Ross Kriel, UAE’s Dethroned Rabbi
The UAE’s emerging Zionist communities, the most prominent of which are the Hasidic Jewish UAE organization and its affiliated Jewish Community Center of Dubai (JCC), have interestingly sidelined the decade-old “Jewish Community of the Emirates” (JCE) led by Rabbi Ross Kriel, leading to disputes among them. Rabbi Levi Dutchman, who defected from Kriel, now runs his own synagogue and is enjoying funds from a mysterious businessman named Naum Koen.

Kriel, himself a well-connected Zionist, nonetheless continues to operate his Modern Orthodox synagogue in the outskirts of Abu Dhabi.

Upon the visit of Israel’s then-National Security Adviser Meir Ben-Shabbat to the UAE in 2020, Kriel told him: “We’ve waited for you for a long time”.1

Naum Koen
Both the Jewish UAE and its affiliated Jewish Community Center of Dubai (JCC), who sidelined Kriel’s earlier Zionist mission in the UAE, are funded by Naum Koen, also known as Nahshon ‘Norik’ Nahshonov. Koen is a controversial figure – even among Israeli and UAE-based Jews– for his secretive business boom and unexplained wealth.
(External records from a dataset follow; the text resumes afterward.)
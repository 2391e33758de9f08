//! Retry policy for calls to a table provider.
//!
//! A call reports its own outcome; classification of low-level errors lives
//! in separate functions so call sites stay small.

use std::{io, thread, time::Duration};

use log::warn;
use thiserror::Error;

#[derive(Debug, Clone, PartialEq, Eq)]
pub enum CallOutcome<T> {
    Success(T),
    /// Transient failure; the call may be attempted again.
    Retryable(String),
    Fatal(String),
}

#[derive(Debug, Clone, PartialEq, Eq, Error)]
pub enum RetryError {
    #[error("giving up after {attempts} attempt(s): {reason}")]
    Exhausted { attempts: u32, reason: String },
    #[error("{0}")]
    Fatal(String),
}

pub trait Sleeper {
    fn sleep(&self, duration: Duration);
}

#[derive(Debug, Default, Clone, Copy)]
pub struct ThreadSleeper;

impl Sleeper for ThreadSleeper {
    fn sleep(&self, duration: Duration) {
        thread::sleep(duration);
    }
}

#[derive(Debug, Clone, Copy, PartialEq)]
pub struct RetryPolicy {
    pub max_attempts: u32,
    pub initial_backoff: Duration,
    pub multiplier: f64,
    pub max_backoff: Duration,
}

impl Default for RetryPolicy {
    fn default() -> Self {
        Self {
            max_attempts: 3,
            initial_backoff: Duration::from_millis(100),
            multiplier: 2.0,
            max_backoff: Duration::from_secs(2),
        }
    }
}

impl RetryPolicy {
    pub fn no_retry() -> Self {
        Self {
            max_attempts: 1,
            ..Self::default()
        }
    }

    /// Delay after the given failed attempt (1-based).
    pub fn backoff_for(&self, attempt: u32) -> Duration {
        let factor = self.multiplier.max(1.0).powi(attempt.saturating_sub(1) as i32);
        self.initial_backoff
            .mul_f64(factor)
            .min(self.max_backoff)
    }

    /// Runs `call` until it succeeds, fails fatally, or attempts run out.
    /// The attempt number (1-based) is passed to the call.
    pub fn run<T, F>(&self, sleeper: &dyn Sleeper, mut call: F) -> Result<T, RetryError>
    where
        F: FnMut(u32) -> CallOutcome<T>,
    {
        let max_attempts = self.max_attempts.max(1);
        let mut attempt = 1;
        loop {
            match call(attempt) {
                CallOutcome::Success(value) => return Ok(value),
                CallOutcome::Fatal(reason) => return Err(RetryError::Fatal(reason)),
                CallOutcome::Retryable(reason) if attempt >= max_attempts => {
                    return Err(RetryError::Exhausted {
                        attempts: attempt,
                        reason,
                    });
                }
                CallOutcome::Retryable(reason) => {
                    let delay = self.backoff_for(attempt);
                    warn!("Attempt {attempt}/{max_attempts} failed ({reason}); retrying in {delay:?}");
                    sleeper.sleep(delay);
                    attempt += 1;
                }
            }
        }
    }
}

pub fn is_transient(kind: io::ErrorKind) -> bool {
    matches!(
        kind,
        io::ErrorKind::Interrupted | io::ErrorKind::TimedOut | io::ErrorKind::WouldBlock
    )
}

pub fn classify_io_error<T>(err: io::Error) -> CallOutcome<T> {
    if is_transient(err.kind()) {
        CallOutcome::Retryable(err.to_string())
    } else {
        CallOutcome::Fatal(err.to_string())
    }
}

pub fn classify_io_result<T>(result: io::Result<T>) -> CallOutcome<T> {
    match result {
        Ok(value) => CallOutcome::Success(value),
        Err(err) => classify_io_error(err),
    }
}

#[cfg(test)]
mod tests {
    use std::cell::RefCell;

    use super::*;

    #[derive(Default)]
    struct RecordingSleeper {
        delays: RefCell<Vec<Duration>>,
    }

    impl Sleeper for RecordingSleeper {
        fn sleep(&self, duration: Duration) {
            self.delays.borrow_mut().push(duration);
        }
    }

    #[test]
    fn retries_transient_failures_with_backoff() {
        let sleeper = RecordingSleeper::default();
        let policy = RetryPolicy::default();
        let result = policy.run(&sleeper, |attempt| {
            if attempt < 3 {
                CallOutcome::Retryable("busy".into())
            } else {
                CallOutcome::Success(attempt)
            }
        });
        assert_eq!(result, Ok(3));
        assert_eq!(
            *sleeper.delays.borrow(),
            vec![Duration::from_millis(100), Duration::from_millis(200)]
        );
    }

    #[test]
    fn fatal_failures_stop_immediately() {
        let sleeper = RecordingSleeper::default();
        let mut calls = 0;
        let result: Result<(), _> = RetryPolicy::default().run(&sleeper, |_| {
            calls += 1;
            CallOutcome::Fatal("denied".into())
        });
        assert_eq!(result, Err(RetryError::Fatal("denied".into())));
        assert_eq!(calls, 1);
        assert!(sleeper.delays.borrow().is_empty());
    }

    #[test]
    fn exhaustion_reports_attempts() {
        let sleeper = RecordingSleeper::default();
        let result: Result<(), _> =
            RetryPolicy::default().run(&sleeper, |_| CallOutcome::Retryable("timeout".into()));
        assert_eq!(
            result,
            Err(RetryError::Exhausted {
                attempts: 3,
                reason: "timeout".into()
            })
        );
    }

    #[test]
    fn backoff_is_capped() {
        let policy = RetryPolicy {
            max_attempts: 10,
            initial_backoff: Duration::from_secs(1),
            multiplier: 10.0,
            max_backoff: Duration::from_secs(5),
        };
        assert_eq!(policy.backoff_for(1), Duration::from_secs(1));
        assert_eq!(policy.backoff_for(4), Duration::from_secs(5));
    }

    #[test]
    fn io_errors_are_classified_by_kind() {
        let outcome: CallOutcome<()> =
            classify_io_error(io::Error::new(io::ErrorKind::TimedOut, "slow"));
        assert!(matches!(outcome, CallOutcome::Retryable(_)));
        let outcome: CallOutcome<()> =
            classify_io_error(io::Error::new(io::ErrorKind::NotFound, "gone"));
        assert!(matches!(outcome, CallOutcome::Fatal(_)));
    }
}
Many UAE-based Jews believe he has given them more-than-needed media exposure in an effort to establish himself as the main Israel-connected merchant among UAE elite.

Koen has considerable economic and political interests in the UAE, going as far as seeking to broker a deal to sell a 50% share of Israel’s Beitar soccer team to a member of the UAE’s royal family.2 In recent years, Koen has been active in developing a number of projects in and around Dubai, including the world’s “first portable” Amber Palm mosque, and built at a cost of $1 million by one of his companies, Amber Palm Group, at the opulent Burj Al Arab Hotel.3

The Jewish UAE
The Jewish UAE is a clearly Zionist mission, pioneering the expansion of emerging Jewish communities in the UAE. Its spiritual leader, Rabbi Levi Duchman, also known as Levi Teitlebaum, got an Orthodox certificate from Yitzhak Yosef, the Sephardic Chief Rabbi of Israel.4

Duchman has expanded operations in the UAE largely by branding it as a “religious community” pursuing “interfaith dialogue”. Nevertheless, an analysis of Duchman’s conduct and his open ties with Israel’s political elite point to complete coordination with Tel Aviv.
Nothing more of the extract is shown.